Of the various allergies that sports medicine professionals encounter, exercise-induced anaphylaxis and cholinergic urticaria are among the most underappreciated. Though the conditions are rare, it's important to become familiar with them because they can be life threatening. This review of two cases of exercise-induced anaphylaxis and one case of cholinergic urticaria is intended to help physicians diagnose and treat patients who have sports-related allergies.
A 20-year-old male college soccer player presented after having had three episodes of diffuse urticaria associated with a sensation of throat thickening, audible wheezing, and mild shortness of breath. Each episode occurred within 1 hour of completing strenuous exercise. The first had occurred in the early evening at practice, starting with discrete hives on the extremities that quickly spread over his entire body, and progressing to dysphagia and mild symptoms of stridor within minutes. The episode resolved 30 minutes after he stopped exercising. The second episode occurred midday in hot, humid conditions while the patient was playing football on a beach during spring break.
His symptoms--facial and lip swelling and dysphagia--were treated with prednisone and diphenhydramine. Playing volleyball while on prednisone produced no symptoms. The most recent episode had occurred while he was playing soccer and involved perioral and facial swelling, mild dysphagia, and scattered truncal hives measuring 10 to 20 mm in diameter.
The patient's medical history was negative for atopic disease, viral respiratory infection, or other medical problems. He denied any allergies. His family history was positive for allergic rhinitis. The physical exam revealed no significant skin lesions. The patient's nasal passages had mild bilateral edema with mucus. The remaining physical exam was normal.
The diagnosis was exercise-induced anaphylaxis with an atypical form of urticaria.
The patient was taught about the signs and symptoms of anaphylaxis and about when to self-administer epinephrine. He was prescribed loratadine 10 mg once a day to be taken 1 hour before exercise and diphenhydramine hydrochloride 25 to 50 mg as needed for hives.

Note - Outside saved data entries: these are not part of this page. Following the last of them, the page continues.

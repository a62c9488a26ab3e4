use std::num::NonZeroUsize;
use std::sync::{Arc, Mutex};

use lru::LruCache;

use keep_types::Hash256;

/// Read-only LRU over recently touched sectors, keyed by root. Entries
/// never hold a sector lock; lookups still go through the metadata store
/// for lock acquisition.
pub struct SectorCache {
    inner: Option<Mutex<LruCache<Hash256, Arc<Vec<u8>>>>>,
}

impl SectorCache {
    /// `capacity` is in sectors; zero disables caching.
    pub fn new(capacity: usize) -> Self {
        Self {
            inner: NonZeroUsize::new(capacity).map(|cap| Mutex::new(LruCache::new(cap))),
        }
    }

    pub fn get(&self, root: &Hash256) -> Option<Arc<Vec<u8>>> {
        let inner = self.inner.as_ref()?;
        let mut cache = inner.lock().expect("cache lock poisoned");
        cache.get(root).cloned()
    }

    pub fn put(&self, root: Hash256, sector: Arc<Vec<u8>>) {
        if let Some(inner) = &self.inner {
            let mut cache = inner.lock().expect("cache lock poisoned");
            cache.put(root, sector);
        }
    }

    pub fn remove(&self, root: &Hash256) {
        if let Some(inner) = &self.inner {
            let mut cache = inner.lock().expect("cache lock poisoned");
            cache.pop(root);
        }
    }

    pub fn len(&self) -> usize {
        match &self.inner {
            Some(inner) => inner.lock().expect("cache lock poisoned").len(),
            None => 0,
        }
    }

    pub fn is_empty(&self) -> bool {
        self.len() == 0
    }
}

#[cfg(test)]
mod tests {
    use super::*;

    #[test]
    fn evicts_least_recently_used() {
        let cache = SectorCache::new(2);
        let roots: Vec<Hash256> = (0u8..3).map(|i| Hash256::from_bytes([i; 32])).collect();
        cache.put(roots[0], Arc::new(vec![0]));
        cache.put(roots[1], Arc::new(vec![1]));
        assert!(cache.get(&roots[0]).is_some());
        cache.put(roots[2], Arc::new(vec![2]));

        // roots[1] was the least recently used entry.
        assert!(cache.get(&roots[1]).is_none());
        assert!(cache.get(&roots[0]).is_some());
        assert!(cache.get(&roots[2]).is_some());
    }

    #[test]
    fn zero_capacity_disables_cache() {
        let cache = SectorCache::new(0);
        cache.put(Hash256::default(), Arc::new(vec![1]));
        assert!(cache.get(&Hash256::default()).is_none());
        assert!(cache.is_empty());
    }
}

The patient did well using this regimen, even while running in hot summer conditions. He stopped taking his medications 5 months after the first episode and did not have a relapse until 11 months later. After the relapse, allergy skin testing performed by another physician demonstrated atopy. While playing beach football he had a relapse that consisted of periorbital edema, skin itching, and scratchy voice with a lump in the throat, followed after several minutes by diffuse, pruritic hiving and anterior chest tightness with a cough. After a cool shower, his symptoms resolved in 1 hour without treatment.

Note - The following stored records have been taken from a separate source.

use serde::{Deserialize, Serialize};

use crate::currency::Currency;
use crate::encoding::{Encode, Encoder};
use crate::hash::{Address, FileContractId, Hash256};
use crate::keys::PublicKey;

/// Index of the renter payout in both output lists.
pub const RENTER_OUTPUT: usize = 0;
/// Index of the host payout in both output lists.
pub const HOST_OUTPUT: usize = 1;
/// Index of the burned-collateral output in the missed list.
pub const VOID_OUTPUT: usize = 2;

/// A proof payout: an amount owed to an address when the contract resolves.
#[derive(Debug, Clone, Copy, Default, PartialEq, Eq, Serialize, Deserialize)]
pub struct Output {
    pub value: Currency,
    pub address: Address,
}

impl Encode for Output {
    fn encode_to(&self, e: &mut Encoder) {
        e.write_u128(self.value.base_units());
        e.write_bytes(self.address.as_bytes());
    }
}

/// The key set required to revise or resolve a contract.
#[derive(Debug, Clone, Default, PartialEq, Eq, Serialize, Deserialize)]
pub struct UnlockConditions {
    pub public_keys: Vec<PublicKey>,
    pub signatures_required: u64,
}

impl UnlockConditions {
    /// Digest committing to the full key set. Stored in the contract's
    /// `unlock_hash` field and checked on every revision.
    pub fn unlock_hash(&self) -> Hash256 {
        let mut e = Encoder::new();
        e.write_len(self.public_keys.len());
        for key in &self.public_keys {
            e.write_bytes(key.as_bytes());
        }
        e.write_u64(self.signatures_required);
        e.finalize()
    }
}

/// The standard 2-of-2 unlock set for a renter/host contract. The renter
/// key is always first.
pub fn contract_unlock_conditions(renter_key: PublicKey, host_key: PublicKey) -> UnlockConditions {
    UnlockConditions {
        public_keys: vec![renter_key, host_key],
        signatures_required: 2,
    }
}

/// The contract fields committed on chain at formation or renewal.
#[derive(Debug, Clone, Default, PartialEq, Eq, Serialize, Deserialize)]
pub struct FileContract {
    pub filesize: u64,
    pub file_merkle_root: Hash256,
    pub window_start: u64,
    pub window_end: u64,
    pub revision_number: u64,
    pub valid_proof_outputs: Vec<Output>,
    pub missed_proof_outputs: Vec<Output>,
    pub unlock_hash: Hash256,
}

impl Encode for FileContract {
    fn encode_to(&self, e: &mut Encoder) {
        e.write_u64(self.filesize);
        e.write_bytes(self.file_merkle_root.as_bytes());
        e.write_u64(self.window_start);
        e.write_u64(self.window_end);
        e.write_u64(self.revision_number);
        e.write_len(self.valid_proof_outputs.len());
        for o in &self.valid_proof_outputs {
            o.encode_to(e);
        }
        e.write_len(self.missed_proof_outputs.len());
        for o in &self.missed_proof_outputs {
            o.encode_to(e);
        }
        e.write_bytes(self.unlock_hash.as_bytes());
    }
}

/// A signed mutation of a file contract. Both parties sign `sig_hash()`
/// whenever the revision number advances.
#[derive(Debug, Clone, Default, PartialEq, Eq, Serialize, Deserialize)]
pub struct FileContractRevision {
    pub parent_id: FileContractId,
    pub unlock_conditions: UnlockConditions,
    pub filesize: u64,
    pub file_merkle_root: Hash256,
    pub window_start: u64,
    pub window_end: u64,
    pub revision_number: u64,
    pub valid_proof_outputs: Vec<Output>,
    pub missed_proof_outputs: Vec<Output>,
    pub unlock_hash: Hash256,
}

impl FileContractRevision {
    /// Digest covered by the renter and host revision signatures.
    pub fn sig_hash(&self) -> Hash256 {
        self.digest()
    }

    pub fn valid_renter_payout(&self) -> Currency {
        self.valid_proof_outputs[RENTER_OUTPUT].value
    }

    pub fn valid_host_payout(&self) -> Currency {
        self.valid_proof_outputs[HOST_OUTPUT].value
    }

    pub fn missed_renter_payout(&self) -> Currency {
        self.missed_proof_outputs[RENTER_OUTPUT].value
    }

    pub fn missed_host_payout(&self) -> Currency {
        self.missed_proof_outputs[HOST_OUTPUT].value
    }
}

impl Encode for FileContractRevision {
    fn encode_to(&self, e: &mut Encoder) {
        e.write_bytes(self.parent_id.as_bytes());
        e.write_len(self.unlock_conditions.public_keys.len());
        for key in &self.unlock_conditions.public_keys {
            e.write_bytes(key.as_bytes());
        }
        e.write_u64(self.unlock_conditions.signatures_required);
        e.write_u64(self.filesize);
        e.write_bytes(self.file_merkle_root.as_bytes());
        e.write_u64(self.window_start);
        e.write_u64(self.window_end);
        e.write_u64(self.revision_number);
        e.write_len(self.valid_proof_outputs.len());
        for o in &self.valid_proof_outputs {
            o.encode_to(e);
        }
        e.write_len(self.missed_proof_outputs.len());
        for o in &self.missed_proof_outputs {
            o.encode_to(e);
        }
        e.write_bytes(self.unlock_hash.as_bytes());
    }
}

#[cfg(test)]
mod tests {
    use super::*;

    fn sample_revision() -> FileContractRevision {
        let uc = contract_unlock_conditions(
            PublicKey::from_bytes([1u8; 32]),
            PublicKey::from_bytes([2u8; 32]),
        );
        FileContractRevision {
            parent_id: FileContractId::from_bytes([3u8; 32]),
            unlock_hash: uc.unlock_hash(),
            unlock_conditions: uc,
            filesize: 1 << 22,
            file_merkle_root: Hash256::from_bytes([4u8; 32]),
            window_start: 100,
            window_end: 200,
            revision_number: 7,
            valid_proof_outputs: vec![
                Output {
                    value: Currency::new(500),
                    address: Address::from_bytes([5u8; 32]),
                },
                Output {
                    value: Currency::new(300),
                    address: Address::from_bytes([6u8; 32]),
                },
            ],
            missed_proof_outputs: vec![
                Output {
                    value: Currency::new(500),
                    address: Address::from_bytes([5u8; 32]),
                },
                Output {
                    value: Currency::new(300),
                    address: Address::from_bytes([6u8; 32]),
                },
                Output {
                    value: Currency::ZERO,
                    address: Address::default(),
                },
            ],
        }
    }

    #[test]
    fn sig_hash_changes_with_revision_number() {
        let rev = sample_revision();
        let mut bumped = rev.clone();
        bumped.revision_number += 1;
        assert_ne!(rev.sig_hash(), bumped.sig_hash());
    }

    #[test]
    fn serde_round_trip() {
        let rev = sample_revision();
        let bytes = bincode::serialize(&rev).unwrap();
        let parsed: FileContractRevision = bincode::deserialize(&bytes).unwrap();
        assert_eq!(rev, parsed);
        assert_eq!(rev.sig_hash(), parsed.sig_hash());
    }

    #[test]
    fn unlock_hash_depends_on_key_order() {
        let a = PublicKey::from_bytes([1u8; 32]);
        let b = PublicKey::from_bytes([2u8; 32]);
        assert_ne!(
            contract_unlock_conditions(a, b).unlock_hash(),
            contract_unlock_conditions(b, a).unlock_hash()
        );
    }
}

After this episode, his physician discontinued treatment with prophylactic antihistamines because of the possibility of masking the early warning signs of anaphylaxis. (Most allergists would not discontinue antihistamines for this reason.) The patient was instructed to take loratadine for pruritus associated with hiving, after symptoms of early anaphylaxis have resolved. Instructions on when and how to administer epinephrine were reinforced. The patient was advised to wear a medical alert bracelet and to exercise with a partner during cool times of the day.
An 18-year-old female college runner presented after having two episodes of severe lightheadedness, dyspnea, chest tightness, scalp pruritus, chills, and tunnel vision 5 minutes into vigorous runs. Subsequently, she developed a feeling of warmth over her face and upper body but no urticaria. She had no cough, dysphagia, or wheals and was not sure if she had had throat tightness. Taking a hot shower made the condition worse. A third episode was similar, but without lower-respiratory-tract symptoms. The episodes had occurred within 3 hours after meals.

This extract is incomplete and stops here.